▶ [TRY IT]: For each line of the data below that contains "builder", return that line.

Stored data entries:
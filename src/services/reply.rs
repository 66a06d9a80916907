use crate::services::error::{EngineError, EngineResult};
use crate::services::platform::{GuildId, UserId};
use crate::{Context, Error};
use anyhow::Context as _;
use poise::serenity_prelude as serenity;
use tracing::{debug, error, warn};

pub fn guild_id(ctx: Context<'_>) -> Result<GuildId, Error> {
    Ok(ctx
        .guild_id()
        .context("this command only works inside a server")?
        .get())
}

pub fn author_id(ctx: Context<'_>) -> UserId {
    ctx.author().id.get()
}

pub async fn say(ctx: Context<'_>, content: impl Into<String>, ephemeral: bool) -> Result<(), Error> {
    ctx.send(
        poise::CreateReply::default()
            .content(content)
            .ephemeral(ephemeral),
    )
    .await?;
    Ok(())
}

/// Logs a failed operation at the level its kind deserves.
pub fn log_failure(operation: &str, err: &EngineError) {
    match err {
        EngineError::Persistence(_) => error!("{} failed: {}", operation, err),
        EngineError::External(_) => warn!("{} failed: {}", operation, err),
        _ => debug!("{} rejected: {}", operation, err),
    }
}

pub fn describe(err: &EngineError) -> String {
    match err {
        EngineError::Persistence(_) => "❌ Something went wrong while saving, please try again.".to_string(),
        _ => format!("❌ {}", err),
    }
}

/// Replies with the rendered value, or an ephemeral error message.
pub async fn respond<T>(
    ctx: Context<'_>,
    result: EngineResult<T>,
    render: impl FnOnce(T) -> String,
) -> Result<(), Error> {
    match result {
        Ok(value) => say(ctx, render(value), false).await,
        Err(e) => {
            log_failure(&ctx.command().qualified_name, &e);
            say(ctx, describe(&e), true).await
        }
    }
}

/// Same as `respond`, but the success message is only shown to the caller.
pub async fn respond_private<T>(
    ctx: Context<'_>,
    result: EngineResult<T>,
    render: impl FnOnce(T) -> String,
) -> Result<(), Error> {
    match result {
        Ok(value) => say(ctx, render(value), true).await,
        Err(e) => {
            log_failure(&ctx.command().qualified_name, &e);
            say(ctx, describe(&e), true).await
        }
    }
}

pub fn ephemeral(content: impl Into<String>) -> serenity::CreateInteractionResponse {
    serenity::CreateInteractionResponse::Message(
        serenity::CreateInteractionResponseMessage::new()
            .content(content)
            .ephemeral(true),
    )
}
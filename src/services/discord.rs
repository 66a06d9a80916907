use crate::services::platform::{
    Button, ChannelId, ChannelInfo, ChannelSpec, GuildId, InviteInfo, MessageId, OutboundMessage, Platform,
    PlatformError, RoleId, UserId,
};
use async_trait::async_trait;
use poise::serenity_prelude as serenity;
use std::sync::Arc;

impl From<serenity::Error> for PlatformError {
    fn from(e: serenity::Error) -> Self {
        PlatformError(e.to_string())
    }
}

fn components(buttons: &[Button]) -> Vec<serenity::CreateActionRow> {
    if buttons.is_empty() {
        return vec![];
    }
    buttons
        .chunks(5)
        .map(|row| {
            serenity::CreateActionRow::Buttons(
                row.iter()
                    .map(|b| {
                        serenity::CreateButton::new(b.custom_id.clone())
                            .label(b.label.clone())
                            .style(serenity::ButtonStyle::Primary)
                            .disabled(b.disabled)
                    })
                    .collect(),
            )
        })
        .collect()
}

/// `Platform` over serenity's REST client.
pub struct SerenityPlatform {
    http: Arc<serenity::Http>,
}

impl SerenityPlatform {
    pub fn new(http: Arc<serenity::Http>) -> Self {
        Self { http }
    }
}

#[async_trait]
impl Platform for SerenityPlatform {
    async fn fetch_invites(&self, guild_id: GuildId) -> Result<Vec<InviteInfo>, PlatformError> {
        let invites = serenity::GuildId::new(guild_id).invites(&*self.http).await?;
        Ok(invites
            .into_iter()
            .map(|invite| InviteInfo {
                code: invite.code,
                uses: invite.uses,
                inviter_id: invite.inviter.map(|u| u.id.get()),
            })
            .collect())
    }

    async fn send_message(&self, channel_id: ChannelId, message: OutboundMessage) -> Result<MessageId, PlatformError> {
        let builder = serenity::CreateMessage::new()
            .content(message.content)
            .components(components(&message.buttons));
        let sent = serenity::ChannelId::new(channel_id)
            .send_message(&*self.http, builder)
            .await?;
        Ok(sent.id.get())
    }

    async fn edit_message(
        &self,
        channel_id: ChannelId,
        message_id: MessageId,
        message: OutboundMessage,
    ) -> Result<(), PlatformError> {
        let builder = serenity::EditMessage::new()
            .content(message.content)
            .components(components(&message.buttons));
        serenity::ChannelId::new(channel_id)
            .edit_message(&*self.http, serenity::MessageId::new(message_id), builder)
            .await?;
        Ok(())
    }

    async fn delete_message(&self, channel_id: ChannelId, message_id: MessageId) -> Result<(), PlatformError> {
        serenity::ChannelId::new(channel_id)
            .delete_message(&*self.http, serenity::MessageId::new(message_id))
            .await?;
        Ok(())
    }

    async fn create_channel(&self, guild_id: GuildId, spec: ChannelSpec) -> Result<ChannelId, PlatformError> {
        let visible = serenity::Permissions::VIEW_CHANNEL
            | serenity::Permissions::SEND_MESSAGES
            | serenity::Permissions::READ_MESSAGE_HISTORY
            | serenity::Permissions::ATTACH_FILES;

        // The @everyone role shares the guild's id.
        let mut overwrites = vec![serenity::PermissionOverwrite {
            allow: serenity::Permissions::empty(),
            deny: serenity::Permissions::VIEW_CHANNEL,
            kind: serenity::PermissionOverwriteType::Role(serenity::RoleId::new(guild_id)),
        }];
        overwrites.extend(spec.member_ids.iter().map(|id| serenity::PermissionOverwrite {
            allow: visible,
            deny: serenity::Permissions::empty(),
            kind: serenity::PermissionOverwriteType::Member(serenity::UserId::new(*id)),
        }));
        overwrites.extend(spec.role_ids.iter().map(|id| serenity::PermissionOverwrite {
            allow: visible,
            deny: serenity::Permissions::empty(),
            kind: serenity::PermissionOverwriteType::Role(serenity::RoleId::new(*id)),
        }));

        let mut builder = serenity::CreateChannel::new(spec.name)
            .kind(serenity::ChannelType::Text)
            .topic(spec.topic)
            .permissions(overwrites);
        if let Some(category_id) = spec.category_id {
            builder = builder.category(serenity::ChannelId::new(category_id));
        }

        let channel = serenity::GuildId::new(guild_id)
            .create_channel(&*self.http, builder)
            .await?;
        Ok(channel.id.get())
    }

    async fn delete_channel(&self, channel_id: ChannelId) -> Result<(), PlatformError> {
        serenity::ChannelId::new(channel_id).delete(&*self.http).await?;
        Ok(())
    }

    async fn list_channels(&self, guild_id: GuildId) -> Result<Vec<ChannelInfo>, PlatformError> {
        let channels = serenity::GuildId::new(guild_id).channels(&*self.http).await?;
        Ok(channels
            .into_values()
            .map(|c| ChannelInfo {
                id: c.id.get(),
                name: c.name,
                topic: c.topic,
            })
            .collect())
    }

    async fn add_role(&self, guild_id: GuildId, user_id: UserId, role_id: RoleId) -> Result<(), PlatformError> {
        self.http
            .add_member_role(
                serenity::GuildId::new(guild_id),
                serenity::UserId::new(user_id),
                serenity::RoleId::new(role_id),
                Some("Ticket operation started"),
            )
            .await?;
        Ok(())
    }

    async fn direct_message(&self, user_id: UserId, content: String) -> Result<(), PlatformError> {
        serenity::UserId::new(user_id)
            .direct_message(&*self.http, serenity::CreateMessage::new().content(content))
            .await?;
        Ok(())
    }

    async fn member_roles(&self, guild_id: GuildId, user_id: UserId) -> Result<Vec<RoleId>, PlatformError> {
        let member = serenity::GuildId::new(guild_id)
            .member(&*self.http, serenity::UserId::new(user_id))
            .await?;
        Ok(member.roles.iter().map(|r| r.get()).collect())
    }

    async fn role_names(&self, guild_id: GuildId) -> Result<Vec<(RoleId, String)>, PlatformError> {
        let roles = serenity::GuildId::new(guild_id).roles(&*self.http).await?;
        Ok(roles
            .into_iter()
            .map(|(id, role)| (id.get(), role.name))
            .collect())
    }

    async fn is_administrator(&self, guild_id: GuildId, user_id: UserId) -> Result<bool, PlatformError> {
        let guild = self.http.get_guild(serenity::GuildId::new(guild_id)).await?;
        if guild.owner_id.get() == user_id {
            return Ok(true);
        }

        let member = guild.member(&*self.http, serenity::UserId::new(user_id)).await?;
        let everyone = serenity::RoleId::new(guild_id);
        Ok(guild
            .roles
            .iter()
            .filter(|(id, _)| **id == everyone || member.roles.contains(id))
            .any(|(_, role)| role.permissions.administrator()))
    }
}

▶ [REPLY TO THE TASK]:
        let builder = serenity::CreateMessage::new()
            .send_message(&*self.http, builder)
        let builder = serenity::EditMessage::new()
            .edit_message(&*self.http, serenity::MessageId::new(message_id), builder)
        let mut builder = serenity::CreateChannel::new(spec.name)
            builder = builder.category(serenity::ChannelId::new(category_id));
            .create_channel(&*self.http, builder)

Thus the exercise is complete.